La inteligencia artificial, la identidad digital y el análisis avanzado de datos están redefiniendo cómo se construye confianza y se toman decisiones de crédito en entornos cada vez más digitales.
El uso masivo de herramientas digitales en la vida cotidiana ha marcado el inicio de una nueva etapa del ecosistema digital: una fase de mayor sofisticación. Las personas hoy realizan pagos, solicitan servicios y toman decisiones financieras a través de canales digitales, lo que eleva tanto las oportunidades como las expectativas de seguridad y confianza.
Este avance, sin embargo, no ha estado exento de preocupaciones. Según el estudio de Experian Perú “Radiografía de la seguridad digital en Lima” revela que 9 de cada 10 limeños perciben que los intentos de fraude son cada vez más comunes, mientras que el 84% considera que no cuenta con una protección suficiente frente a estas amenazas. Estos datos reflejan una brecha entre la velocidad de adopción digital y la sensación de seguridad de los usuarios.
“El ecosistema digital está entrando en una etapa de mayor sofisticación. Hoy las personas interactúan más que nunca en entornos digitales, y eso exige modelos de identificación y protección que acompañen esa realidad de forma continua, sin fricciones innecesarias”, señaló Víctor Nieto, Jefe de Gestión de Productos de Experian Software Solutions.

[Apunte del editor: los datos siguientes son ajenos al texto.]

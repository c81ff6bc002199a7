use std::fs;
use std::io::{self, Write};
use std::path::{Path, PathBuf};

use tempfile::NamedTempFile;
use thiserror::Error;

#[derive(Debug, Error)]
pub enum PersistError {
    #[error("output directory missing or not writable: {0}")]
    OutputDir(String),
    #[error("output path has no file name: {0}")]
    NoFileName(PathBuf),
    #[error("io error: {0}")]
    Io(#[from] io::Error),
}

/// Ensure the directory exists, creating it if missing.
pub fn ensure_output_dir(dir: &Path) -> Result<(), PersistError> {
    if dir.exists() {
        let meta = fs::metadata(dir).map_err(|e| PersistError::OutputDir(e.to_string()))?;
        if !meta.is_dir() {
            return Err(PersistError::OutputDir(format!(
                "{} is not a directory",
                dir.display()
            )));
        }
        return Ok(());
    }
    fs::create_dir_all(dir).map_err(|e| PersistError::OutputDir(e.to_string()))
}

/// Replace `target` in one step: the content goes to a sibling temp file which
/// is then renamed over the target, so readers never observe a half-written file.
pub fn write_atomically(target: &Path, content: &str) -> Result<PathBuf, PersistError> {
    if target.file_name().is_none() {
        return Err(PersistError::NoFileName(target.to_path_buf()));
    }
    let dir = match target.parent() {
        Some(parent) if !parent.as_os_str().is_empty() => parent.to_path_buf(),
        _ => PathBuf::from("."),
    };
    ensure_output_dir(&dir)?;

    let mut tmp = NamedTempFile::new_in(&dir)?;
    tmp.write_all(content.as_bytes())?;
    tmp.flush()?;
    tmp.as_file_mut().sync_all()?;
    tmp.persist(target).map_err(|e| PersistError::Io(e.error))?;
    Ok(target.to_path_buf())
}
/// Scroll offsets reported by one advance, normalised so that
/// `0 <= previous <= now <= max`.
#[derive(Debug, Clone, Copy, PartialEq)]
pub struct ScrollPosition {
    pub previous: f64,
    pub now: f64,
    pub max: f64,
}

impl ScrollPosition {
    pub fn new(previous: f64, now: f64, max: f64) -> Self {
        let max = finite_or_zero(max).max(0.0);
        let previous = finite_or_zero(previous).clamp(0.0, max);
        let now = finite_or_zero(now).clamp(previous, max);
        Self { previous, now, max }
    }

    pub fn reached_bottom(&self) -> bool {
        self.now >= self.max
    }

    pub fn moved(&self) -> bool {
        self.now > self.previous
    }
}

fn finite_or_zero(value: f64) -> f64 {
    if value.is_finite() {
        value
    } else {
        0.0
    }
}

/// Outcome of one scroll advance as seen by the harvest state machine.
#[derive(Debug, Clone, Copy, PartialEq)]
pub enum ScrollReport {
    /// The scroller was written; carries the resulting offsets.
    Advanced(ScrollPosition),
    /// No scrollable element exists; the table is bottom by definition.
    NoScroller,
    /// The advance failed transiently and the round's scroll was skipped.
    Skipped,
}

impl ScrollReport {
    pub fn at_bottom(&self) -> bool {
        match self {
            ScrollReport::Advanced(position) => position.reached_bottom(),
            ScrollReport::NoScroller => true,
            ScrollReport::Skipped => false,
        }
    }

    /// The viewport did not move although the bottom was not reached.
    pub fn is_stall(&self) -> bool {
        match self {
            ScrollReport::Advanced(position) => !position.moved() && !position.reached_bottom(),
            ScrollReport::NoScroller => false,
            ScrollReport::Skipped => true,
        }
    }
}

Un entorno digital más avanzado eleva las expectativas de seguridad
En América Latina, y particularmente en mercados como Perú, la expansión de los servicios digitales ha elevado las expectativas de empresas y usuarios en materia de seguridad y protección. Durante 2025, el fraude digital impulsado por tecnologías avanzadas se volvió más sofisticado, lo que llevó a las organizaciones a fortalecer sus capacidades de análisis y respuesta.
A nivel global, los ataques que utilizan inteligencia artificial, como deepfakes y fraude con identidades sintéticas, crecieron de manera acelerada, reflejando un entorno donde la innovación tecnológica también exige modelos de gestión del riesgo más robustos y adaptativos.
Identidad digital: de un punto de control a un proceso continuo
En este contexto, la identidad digital deja de concebirse como una validación estática para convertirse en un proceso continuo a lo largo de toda la experiencia digital. Confirmar que detrás de cada interacción hay una persona real implica combinar datos confiables, señales digitales y análisis de comportamiento en tiempo real.
Este enfoque resulta especialmente relevante en un entorno donde más del 50% de las interacciones digitales se realizan desde dispositivos móviles, y donde la experiencia del usuario debe equilibrar fluidez y seguridad sin fricciones innecesarias.
Inteligencia artificial para decisiones más precisas y ágiles
La inteligencia artificial se consolida como un habilitador clave de esta sofisticación. Más allá de automatizar procesos, permite analizar millones de señales simultáneamente, identificar patrones complejos y anticipar riesgos antes de que se materialicen.
Gracias a estos modelos predictivos, Experian logró detener intentos de fraude por más de 19 mil millones de dólares en 2024 a nivel global, mejorando la precisión en la toma de decisiones y fortaleciendo la confianza en los procesos digitales de crédito y pago.
Crédito y fraude: hacia modelos integrados
El avance del ecosistema digital está acelerando la convergencia entre riesgo crediticio y prevención del fraude. Según el informe global The Future of Underwriting, liderado por Experian, el 83% de los líderes del sector considera que las aprobaciones y los pagos en tiempo real serán la norma, mientras que el 80% espera que la inteligencia artificial asuma tareas manuales en procesos de bajo riesgo, manteniendo la supervisión humana en los casos más complejos.
Este nuevo enfoque impulsa a las instituciones a adoptar modelos integrados que combinen identidad, capacidad de pago y detección de fraude en tiempo real, acompañando el crecimiento de la economía digital de forma más segura y eficiente.
El análisis concluye que la mayor sofisticación del ecosistema digital representa una oportunidad para las organizaciones que apuesten por tecnologías inteligentes y modelos de decisión avanzados, fortaleciendo la confianza y promoviendo un desarrollo sostenible del crédito y los servicios digitales en Perú y la región.
“El aumento en el uso de herramientas digitales trae consigo nuevas dinámicas. Hoy, la protección ya no puede depender de validaciones aisladas, sino de modelos que se ajusten al comportamiento real de los usuarios en su día a día”, concluye Víctor Nieto.